## WORK INSTRUCTION
Whenever a line of the material contains the string "Result", it should be copied.

## DATA
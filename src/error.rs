// ABOUTME: Error taxonomy for every AMEL pipeline stage (lexer, parser,
// ABOUTME: optimizer, evaluator, sandbox, and the query compilers)

use thiserror::Error;

/// A single error kind from the taxonomy in spec §7. Every variant carries
/// enough context to render a useful diagnostic without a source map lookup.
#[derive(Error, Debug, Clone, PartialEq)]
pub enum ErrorKind {
    #[error("unexpected character '{0}'")]
    UnexpectedCharacter(char),

    #[error("unterminated string or comment")]
    UnterminatedString,

    #[error("invalid escape sequence '\\{0}'")]
    InvalidEscape(char),

    #[error("invalid numeric literal '{0}'")]
    InvalidNumber(String),

    #[error("unexpected token '{0}'")]
    UnexpectedToken(String),

    #[error("invalid syntax: {0}")]
    InvalidSyntax(String),

    #[error("invalid JSONPath '{0}'")]
    InvalidJsonPath(String),

    #[error("undefined variable '{0}'")]
    UndefinedVariable(String),

    #[error("undefined function '{0}'")]
    UndefinedFunction(String),

    #[error("{function}: expected {expected} argument(s), got {actual}")]
    ArgumentCount {
        function: String,
        expected: String,
        actual: usize,
    },

    #[error("{function}: expected {expected}, got {actual} at argument {position}")]
    TypeMismatch {
        function: String,
        expected: String,
        actual: String,
        position: usize,
    },

    #[error("invalid operator '{0}' for operand type(s)")]
    InvalidOperator(String),

    #[error("division by zero")]
    DivisionByZero,

    #[error("index {index} out of bounds (length {length})")]
    IndexOutOfBounds { index: i64, length: usize },

    #[error("evaluation timed out")]
    Timeout,

    #[error("sandbox violation: {0}")]
    SandboxViolation(String),

    #[error("{function} panicked: {message}")]
    FunctionPanic { function: String, message: String },

    #[error("'{0}' is already registered")]
    AlreadyRegistered(String),

    #[error("compiler does not support this construct: {0}")]
    Unsupported(String),
}

/// A position in source text. 1-based, as specified for `Token`.
#[derive(Debug, Clone, Copy, PartialEq, Eq, Default)]
pub struct Position {
    pub line: u32,
    pub column: u32,
}

impl Position {
    pub fn new(line: u32, column: u32) -> Self {
        Self { line, column }
    }
}

/// The crate-wide error type: a kind plus an optional source position.
#[derive(Debug, Clone, PartialEq)]
pub struct Error {
    pub kind: ErrorKind,
    pub position: Option<Position>,
}

impl std::fmt::Display for Error {
    fn fmt(&self, f: &mut std::fmt::Formatter<'_>) -> std::fmt::Result {
        match self.position {
            Some(p) => write!(f, "{} at {}:{}", self.kind, p.line, p.column),
            None => write!(f, "{}", self.kind),
        }
    }
}

impl std::error::Error for Error {
    fn source(&self) -> Option<&(dyn std::error::Error + 'static)> {
        Some(&self.kind)
    }
}

impl Error {
    pub fn new(kind: ErrorKind) -> Self {
        Self {
            kind,
            position: None,
        }
    }

    pub fn at(kind: ErrorKind, position: Position) -> Self {
        Self {
            kind,
            position: Some(position),
        }
    }

    pub fn with_position(mut self, position: Position) -> Self {
        if self.position.is_none() {
            self.position = Some(position);
        }
        self
    }

    pub fn type_mismatch(
        function: impl Into<String>,
        expected: impl Into<String>,
        actual: impl Into<String>,
        position: usize,
    ) -> Self {
        Self::new(ErrorKind::TypeMismatch {
            function: function.into(),
            expected: expected.into(),
            actual: actual.into(),
            position,
        })
    }

    pub fn argument_count(
        function: impl Into<String>,
        expected: impl Into<String>,
        actual: usize,
    ) -> Self {
        Self::new(ErrorKind::ArgumentCount {
            function: function.into(),
            expected: expected.into(),
            actual,
        })
    }

    pub fn runtime(function: &str, message: impl Into<String>) -> Self {
        Self::new(ErrorKind::FunctionPanic {
            function: function.to_string(),
            message: message.into(),
        })
    }
}

impl From<ErrorKind> for Error {
    fn from(kind: ErrorKind) -> Self {
        Error::new(kind)
    }
}

pub type Result<T> = std::result::Result<T, Error>;

// ===== Arity constant strings, mirroring the teacher's allocation-free
// ===== error-path constants in error.rs =====
pub const ARITY_ONE: &str = "1";
pub const ARITY_TWO: &str = "2";
pub const ARITY_THREE: &str = "3";
pub const ARITY_AT_LEAST_ONE: &str = "at least 1";
pub const ARITY_ONE_OR_TWO: &str = "1-2";
pub const ARITY_TWO_OR_THREE: &str = "2-3";

#[cfg(test)]
mod tests {
    use super::*;

    #[test]
    fn display_includes_position_when_present() {
        let err = Error::at(ErrorKind::DivisionByZero, Position::new(3, 7));
        assert_eq!(err.to_string(), "division by zero at 3:7");
    }

    #[test]
    fn display_omits_position_when_absent() {
        let err = Error::new(ErrorKind::DivisionByZero);
        assert_eq!(err.to_string(), "division by zero");
    }

    #[test]
    fn with_position_does_not_override_existing() {
        let err = Error::at(ErrorKind::Timeout, Position::new(1, 1))
            .with_position(Position::new(9, 9));
        assert_eq!(err.position, Some(Position::new(1, 1)));
    }
}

## ANSWER
    fn fmt(&self, f: &mut std::fmt::Formatter<'_>) -> std::fmt::Result {
pub type Result<T> = std::result::Result<T, Error>;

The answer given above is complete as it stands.